Try it → Whenever the string "Some" appears in a line below, please copy the line out.

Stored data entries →
^^^^^^^^^^^^^^^^
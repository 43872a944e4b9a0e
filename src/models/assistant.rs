use serde::{Deserialize, Serialize};
use std::collections::BTreeSet;

use super::WritingStyle;

/// Entity references the user picked to ground an analyze call. Identifiers
/// are unique within each category; ordering carries no meaning.
#[derive(Debug, Clone, Default, PartialEq, Eq, Serialize, Deserialize)]
#[serde(rename_all = "camelCase")]
pub struct KnowledgeSelection {
    #[serde(default)]
    pub character_ids: BTreeSet<i64>,
    #[serde(default)]
    pub worldview_ids: BTreeSet<i64>,
    #[serde(default)]
    pub location_ids: BTreeSet<i64>,
    #[serde(default)]
    pub item_ids: BTreeSet<i64>,
    #[serde(default)]
    pub foreshadowing_ids: BTreeSet<i64>,
    #[serde(default)]
    pub writing_style_id: Option<i64>,
}

impl KnowledgeSelection {
    /// The default selection for a project: empty categories, with the
    /// project's writing style pre-selected when one exists.
    pub fn with_default_style(writing_style_id: Option<i64>) -> Self {
        Self {
            writing_style_id,
            ..Self::default()
        }
    }
}

#[derive(Debug, Clone, Serialize, Deserialize)]
#[serde(rename_all = "camelCase")]
pub struct CharacterSummary {
    pub id: i64,
    pub name: String,
    #[serde(default)]
    pub role: String,
}

#[derive(Debug, Clone, Serialize, Deserialize)]
#[serde(rename_all = "camelCase")]
pub struct WorldviewSummary {
    pub id: i64,
    pub name: String,
    #[serde(default)]
    pub category: String,
}

#[derive(Debug, Clone, Serialize, Deserialize)]
#[serde(rename_all = "camelCase")]
pub struct LocationSummary {
    pub id: i64,
    pub name: String,
    #[serde(default)]
    pub location_type: String,
}

#[derive(Debug, Clone, Serialize, Deserialize)]
#[serde(rename_all = "camelCase")]
pub struct ItemSummary {
    pub id: i64,
    pub name: String,
    #[serde(default)]
    pub category: String,
}

#[derive(Debug, Clone, Serialize, Deserialize)]
#[serde(rename_all = "camelCase")]
pub struct ForeshadowingSummary {
    pub id: i64,
    pub title: String,
    #[serde(default)]
    pub status: String,
}

/// Everything selectable in the assistant's knowledge pickers, fetched per
/// project.
#[derive(Debug, Clone, Default, Serialize, Deserialize)]
#[serde(rename_all = "camelCase")]
pub struct KnowledgeBase {
    #[serde(default)]
    pub characters: Vec<CharacterSummary>,
    #[serde(default)]
    pub worldviews: Vec<WorldviewSummary>,
    #[serde(default)]
    pub locations: Vec<LocationSummary>,
    #[serde(default)]
    pub items: Vec<ItemSummary>,
    #[serde(default)]
    pub foreshadowings: Vec<ForeshadowingSummary>,
    #[serde(default)]
    pub writing_style: Option<WritingStyle>,
}

/// Text surrounding the selection, shipped with an analyze call.
#[derive(Debug, Clone, Default, Serialize, Deserialize)]
#[serde(rename_all = "camelCase")]
pub struct AnalyzeContext {
    #[serde(default)]
    pub chapter_id: Option<i64>,
    #[serde(default)]
    pub before_text: String,
    #[serde(default)]
    pub after_text: String,
}

#[derive(Debug, Clone, Serialize, Deserialize)]
#[serde(rename_all = "camelCase")]
pub struct AnalyzeRequest {
    pub project_id: i64,
    pub selected_text: String,
    pub user_prompt: String,
    pub context: AnalyzeContext,
    pub knowledge_selection: KnowledgeSelection,
}

/// A rewrite proposal returned by the analysis backend.
#[derive(Debug, Clone, Serialize, Deserialize)]
#[serde(rename_all = "camelCase")]
pub struct Proposal {
    pub explanation: String,
    pub suggested_text: String,
    /// Backend confidence in [0, 1].
    pub confidence: f32,
}

#[derive(Debug, Clone, Copy, PartialEq, Eq, Serialize, Deserialize)]
#[serde(rename_all = "lowercase")]
pub enum ChatRole {
    User,
    Assistant,
}

/// One turn of the assistant conversation shown in the panel history.
#[derive(Debug, Clone, Serialize, Deserialize)]
#[serde(rename_all = "camelCase")]
pub struct ChatTurn {
    pub role: ChatRole,
    pub content: String,
}

impl ChatTurn {
    pub fn user(content: impl Into<String>) -> Self {
        Self {
            role: ChatRole::User,
            content: content.into(),
        }
    }

    pub fn assistant(content: impl Into<String>) -> Self {
        Self {
            role: ChatRole::Assistant,
            content: content.into(),
        }
    }
}

#[cfg(test)]
mod tests {
    use super::*;

    #[test]
    fn default_style_seeding() {
        let selection = KnowledgeSelection::with_default_style(Some(7));
        assert_eq!(selection.writing_style_id, Some(7));
        assert!(selection.character_ids.is_empty());
        assert!(selection.foreshadowing_ids.is_empty());

        let none = KnowledgeSelection::with_default_style(None);
        assert_eq!(none, KnowledgeSelection::default());
    }

    #[test]
    fn selection_ids_deduplicate() {
        let mut selection = KnowledgeSelection::default();
        selection.character_ids.insert(3);
        selection.character_ids.insert(3);
        selection.character_ids.insert(1);
        assert_eq!(selection.character_ids.len(), 2);
    }
}
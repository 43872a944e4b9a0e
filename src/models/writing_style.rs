use serde::{Deserialize, Serialize};
use chrono::{DateTime, Utc};

/// A sample passage tagged with the kind of scene it demonstrates.
#[derive(Debug, Clone, Serialize, Deserialize)]
#[serde(rename_all = "camelCase")]
pub struct StyleSample {
    pub scene_type: String,
    pub sample: String,
}

/// Per-project writing style preset. A project has at most one; when present
/// it is pre-selected in the assistant's knowledge selection.
#[derive(Debug, Clone, Serialize, Deserialize)]
#[serde(rename_all = "camelCase")]
pub struct WritingStyle {
    pub id: i64,
    pub project_id: i64,
    #[serde(default)]
    pub narrative_perspective: Option<String>,
    #[serde(default)]
    pub language_style: Option<String>,
    #[serde(default)]
    pub dialogue_style: Option<String>,
    #[serde(default)]
    pub description_density: Option<String>,
    #[serde(default)]
    pub custom_notes: Option<String>,
    #[serde(default)]
    pub style_samples: Vec<StyleSample>,
    #[serde(default)]
    pub ai_weight: f32,
    #[serde(default)]
    pub is_active: bool,
    pub created_at: DateTime<Utc>,
    pub updated_at: DateTime<Utc>,
}
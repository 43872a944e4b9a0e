use std::sync::Arc;

use log::warn;
use serde::Serialize;

use crate::error::{Error, Result};
use crate::models::Item;
use crate::services::{ApiClient, Notifier};

use super::projects::upsert;

#[derive(Debug, Clone, Default, Serialize)]
#[serde(rename_all = "camelCase")]
pub struct ItemForm {
    #[serde(skip)]
    pub id: Option<i64>,
    pub project_id: i64,
    pub name: String,
    pub category: Option<String>,
    pub description: Option<String>,
    pub appearance: Option<String>,
    pub abilities: Option<String>,
    pub origin: Option<String>,
    pub rarity: Option<String>,
    pub current_owner_id: Option<i64>,
    pub location_id: Option<i64>,
    pub tags: Vec<String>,
    pub importance: u8,
}

pub struct ItemScreen {
    api: Arc<ApiClient>,
    notices: Arc<dyn Notifier>,
    pub items: Vec<Item>,
    pub loading: bool,
}

impl ItemScreen {
    pub fn new(api: Arc<ApiClient>, notices: Arc<dyn Notifier>) -> Self {
        Self {
            api,
            notices,
            items: Vec::new(),
            loading: false,
        }
    }

    pub async fn refresh(&mut self, project_id: i64) {
        self.loading = true;
        match self.api.list_items(project_id).await {
            Ok(items) => self.items = items,
            Err(err) => {
                warn!("item list failed: {err}");
                self.notices.error("Failed to load items");
            }
        }
        self.loading = false;
    }

    pub async fn submit(&mut self, form: &ItemForm) -> Result<Item> {
        if form.name.trim().is_empty() {
            return Err(Error::Validation("name is required".to_string()));
        }
        let saved = match form.id {
            Some(id) => self.api.update_item(id, form).await,
            None => self.api.create_item(form).await,
        };
        match saved {
            Ok(item) => {
                upsert(&mut self.items, item.clone(), |i| i.id);
                self.notices.success("Item saved");
                Ok(item)
            }
            Err(err) => {
                self.notices.error("Failed to save item");
                Err(err)
            }
        }
    }

    pub async fn remove(&mut self, id: i64) -> Result<()> {
        match self.api.delete_item(id).await {
            Ok(()) => {
                self.items.retain(|i| i.id != id);
                self.notices.success("Item deleted");
                Ok(())
            }
            Err(err) => {
                self.notices.error("Failed to delete item");
                Err(err)
            }
        }
    }
}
^^^^^^^^^^^^^^^^
Written solution →
        let selection = KnowledgeSelection::with_default_style(Some(7));
        assert_eq!(selection.writing_style_id, Some(7));
            Some(id) => self.api.update_item(id, form).await,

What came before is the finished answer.